▸ **What this task involves**: Take the entries that follow and return exactly the lines from the one holding "parse: malformed markup" through the one holding "pub fn rules(&self)", both included. Nothing else is needed.

(Source records)
- Opening Delimiter -

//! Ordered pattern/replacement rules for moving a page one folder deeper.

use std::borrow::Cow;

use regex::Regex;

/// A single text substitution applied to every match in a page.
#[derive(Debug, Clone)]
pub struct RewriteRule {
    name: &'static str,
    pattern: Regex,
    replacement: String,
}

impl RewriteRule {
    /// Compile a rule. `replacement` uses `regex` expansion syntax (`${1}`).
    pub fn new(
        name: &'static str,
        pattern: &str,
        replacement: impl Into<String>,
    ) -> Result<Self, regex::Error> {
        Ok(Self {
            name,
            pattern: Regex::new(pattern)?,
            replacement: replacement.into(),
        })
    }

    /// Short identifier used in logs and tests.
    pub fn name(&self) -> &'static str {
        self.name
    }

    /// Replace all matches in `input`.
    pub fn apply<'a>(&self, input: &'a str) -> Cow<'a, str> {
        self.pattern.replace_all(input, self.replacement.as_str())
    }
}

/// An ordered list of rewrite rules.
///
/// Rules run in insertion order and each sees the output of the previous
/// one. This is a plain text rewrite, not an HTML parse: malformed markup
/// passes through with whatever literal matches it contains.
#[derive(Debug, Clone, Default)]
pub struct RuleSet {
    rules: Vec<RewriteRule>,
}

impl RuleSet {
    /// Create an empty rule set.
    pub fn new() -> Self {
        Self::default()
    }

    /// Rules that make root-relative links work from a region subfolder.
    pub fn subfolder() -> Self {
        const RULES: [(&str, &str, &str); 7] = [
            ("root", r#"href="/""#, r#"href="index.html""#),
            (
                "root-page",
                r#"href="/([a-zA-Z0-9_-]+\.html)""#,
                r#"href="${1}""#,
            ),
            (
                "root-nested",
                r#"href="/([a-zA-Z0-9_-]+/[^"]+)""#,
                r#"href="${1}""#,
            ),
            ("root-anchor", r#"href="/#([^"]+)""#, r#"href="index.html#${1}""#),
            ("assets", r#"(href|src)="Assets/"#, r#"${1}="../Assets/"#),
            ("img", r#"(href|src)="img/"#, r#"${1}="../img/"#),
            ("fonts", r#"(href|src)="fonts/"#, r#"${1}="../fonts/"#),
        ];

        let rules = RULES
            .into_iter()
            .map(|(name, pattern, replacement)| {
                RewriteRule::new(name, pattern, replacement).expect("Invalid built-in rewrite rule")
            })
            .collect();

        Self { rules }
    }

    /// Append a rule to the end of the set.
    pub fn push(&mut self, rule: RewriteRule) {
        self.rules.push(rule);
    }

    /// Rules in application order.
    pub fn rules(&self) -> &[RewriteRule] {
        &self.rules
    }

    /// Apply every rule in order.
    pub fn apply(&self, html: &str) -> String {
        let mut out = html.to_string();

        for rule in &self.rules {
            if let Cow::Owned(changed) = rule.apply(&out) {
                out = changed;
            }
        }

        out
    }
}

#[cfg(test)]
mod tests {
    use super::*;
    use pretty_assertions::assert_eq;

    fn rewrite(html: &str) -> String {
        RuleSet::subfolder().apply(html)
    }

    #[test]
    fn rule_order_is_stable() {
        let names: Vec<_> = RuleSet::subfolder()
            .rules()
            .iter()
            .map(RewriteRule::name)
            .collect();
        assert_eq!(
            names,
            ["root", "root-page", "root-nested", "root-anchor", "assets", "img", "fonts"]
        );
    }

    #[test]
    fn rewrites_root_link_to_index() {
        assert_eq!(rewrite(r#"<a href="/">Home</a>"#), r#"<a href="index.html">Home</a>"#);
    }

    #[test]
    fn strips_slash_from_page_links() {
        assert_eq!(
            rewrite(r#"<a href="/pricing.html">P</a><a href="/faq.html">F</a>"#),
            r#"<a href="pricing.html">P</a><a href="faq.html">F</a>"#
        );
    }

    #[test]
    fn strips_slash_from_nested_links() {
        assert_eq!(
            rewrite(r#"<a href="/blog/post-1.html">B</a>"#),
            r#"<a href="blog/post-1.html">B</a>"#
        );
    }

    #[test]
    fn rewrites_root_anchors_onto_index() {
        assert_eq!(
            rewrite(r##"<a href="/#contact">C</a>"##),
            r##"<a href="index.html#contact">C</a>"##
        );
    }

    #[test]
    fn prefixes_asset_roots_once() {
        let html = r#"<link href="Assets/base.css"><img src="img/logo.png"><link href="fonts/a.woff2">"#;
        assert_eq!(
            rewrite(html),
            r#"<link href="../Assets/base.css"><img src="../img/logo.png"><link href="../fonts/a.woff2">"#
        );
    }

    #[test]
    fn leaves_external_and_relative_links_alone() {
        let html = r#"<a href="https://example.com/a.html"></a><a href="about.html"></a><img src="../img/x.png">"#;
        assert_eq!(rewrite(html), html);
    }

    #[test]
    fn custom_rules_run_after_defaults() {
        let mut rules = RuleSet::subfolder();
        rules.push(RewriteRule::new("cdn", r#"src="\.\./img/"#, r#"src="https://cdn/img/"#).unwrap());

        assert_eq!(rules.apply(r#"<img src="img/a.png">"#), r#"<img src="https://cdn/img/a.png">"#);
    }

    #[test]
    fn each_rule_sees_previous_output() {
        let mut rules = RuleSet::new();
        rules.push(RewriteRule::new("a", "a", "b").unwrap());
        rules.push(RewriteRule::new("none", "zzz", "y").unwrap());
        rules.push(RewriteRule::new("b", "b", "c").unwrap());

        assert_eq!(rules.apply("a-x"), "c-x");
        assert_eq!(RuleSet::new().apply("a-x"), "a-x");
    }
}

- Closing Delimiter -

▸ **Task output**:
/// one. This is a plain text rewrite, not an HTML parse: malformed markup
/// passes through with whatever literal matches it contains.
#[derive(Debug, Clone, Default)]
pub struct RuleSet {
    rules: Vec<RewriteRule>,
}

impl RuleSet {
    /// Create an empty rule set.
    pub fn new() -> Self {
        Self::default()
    }

    /// Rules that make root-relative links work from a region subfolder.
    pub fn subfolder() -> Self {
        const RULES: [(&str, &str, &str); 7] = [
            ("root", r#"href="/""#, r#"href="index.html""#),
            (
                "root-page",
                r#"href="/([a-zA-Z0-9_-]+\.html)""#,
                r#"href="${1}""#,
            ),
            (
                "root-nested",
                r#"href="/([a-zA-Z0-9_-]+/[^"]+)""#,
                r#"href="${1}""#,
            ),
            ("root-anchor", r#"href="/#([^"]+)""#, r#"href="index.html#${1}""#),
            ("assets", r#"(href|src)="Assets/"#, r#"${1}="../Assets/"#),
            ("img", r#"(href|src)="img/"#, r#"${1}="../img/"#),
            ("fonts", r#"(href|src)="fonts/"#, r#"${1}="../fonts/"#),
        ];

        let rules = RULES
            .into_iter()
            .map(|(name, pattern, replacement)| {
                RewriteRule::new(name, pattern, replacement).expect("Invalid built-in rewrite rule")
            })
            .collect();

        Self { rules }
    }

    /// Append a rule to the end of the set.
    pub fn push(&mut self, rule: RewriteRule) {
        self.rules.push(rule);
    }

    /// Rules in application order.
    pub fn rules(&self) -> &[RewriteRule] {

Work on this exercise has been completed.